A packed house at the American Cathedral yesterday afternoon didn’t have a clue that outside the city’s “Périférique” and in towns across France, serious unrest ensued. Georgia native singer and composer Ammon Moore took center stage and led a talented crew of singers and musicians in performing Negro spirituals, gospel and blues in a concert organized by a long list of Franco-American organizations and volunteers to raise funds for Katrina Relief organizations: “Foundations for Recovery” and “Oxam America,” http://www.katrinafundfrance

News of the concert fundraiser had spread far and wide — even my mother now in her home in New Orleans had read about it in the local Times Picayune! At 30 euros a ticket, it drew an impressive showing of the American community.
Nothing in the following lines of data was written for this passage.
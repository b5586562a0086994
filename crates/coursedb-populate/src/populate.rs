//! The single-pass population run.

use std::{
  fs,
  path::{Path, PathBuf},
};

use coursedb_core::{
  csv_source::CsvSource,
  load::{Loaded, load},
};
use coursedb_store_sqlite::{Database, Summary};
use rand::Rng;

use crate::{Error, PopulateConfig, Result};

/// What a successful run produced.
#[derive(Debug, Clone)]
pub struct Report {
  pub db_path: PathBuf,
  pub loaded:  Loaded,
  pub summary: Summary,
}

fn create_dir(path: &Path) -> Result<()> {
  fs::create_dir_all(path).map_err(|source| Error::Io {
    path: path.to_path_buf(),
    source,
  })
}

/// Create the database's parent directory and the CSV input directory.
/// Existing directories are left alone.
pub fn ensure_dirs(config: &PopulateConfig) -> Result<()> {
  if let Some(parent) = config.db_path.parent()
    && !parent.as_os_str().is_empty()
  {
    create_dir(parent)?;
  }
  create_dir(&config.data_dir)
}

/// Populate the database described by `config`.
///
/// The connection is closed before returning on every path. If the run
/// itself failed, that error is returned in preference to a close error.
pub fn populate<R: Rng + ?Sized>(config: &PopulateConfig, rng: &mut R) -> Result<Report> {
  ensure_dirs(config)?;

  let mut db = Database::open(&config.db_path, config.force)?;
  let source = CsvSource::new(&config.data_dir);

  let outcome = fill(&mut db, &source, rng);
  let closed = db.close();

  let (loaded, summary) = outcome?;
  closed?;

  Ok(Report {
    db_path: config.db_path.clone(),
    loaded,
    summary,
  })
}

fn fill<R: Rng + ?Sized>(
  db: &mut Database,
  source: &CsvSource,
  rng: &mut R,
) -> Result<(Loaded, Summary)> {
  db.ensure_schema()?;
  let loaded = load(source, db, rng)?;
  let summary = db.summary()?;
  Ok((loaded, summary))
}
I hobbled in on crutches, one leg in a cast from last week’s fall tearing ligaments and damaging my mobility, taking the almost-front-row seats just behind the Ambassadors Connie (Constance A.) Morella to the OECD (Organization for
Economic Cooperation and Development) and Craig Roberts Stapleton, appointed by President Bush as the U.S. Ambassador to France.

The audience intently listened, clapped their hands and sang in unison to brilliant performances by Ammon Moore, Broadway musical star Ursuline Kairson, actress and Paris club singer Cynthia McPherson, opera diva Adèle Belmont, child prodigy 15-year-old Brian Levisalles, the Gospel Dream Choir and Louisiana native René Miller of the Wedding Band that regularly performs on the Pont Saint-Louis. Meanwhile, the rioting, car-burning and general unrest continues to spread outside Paris for the 12th night of violence.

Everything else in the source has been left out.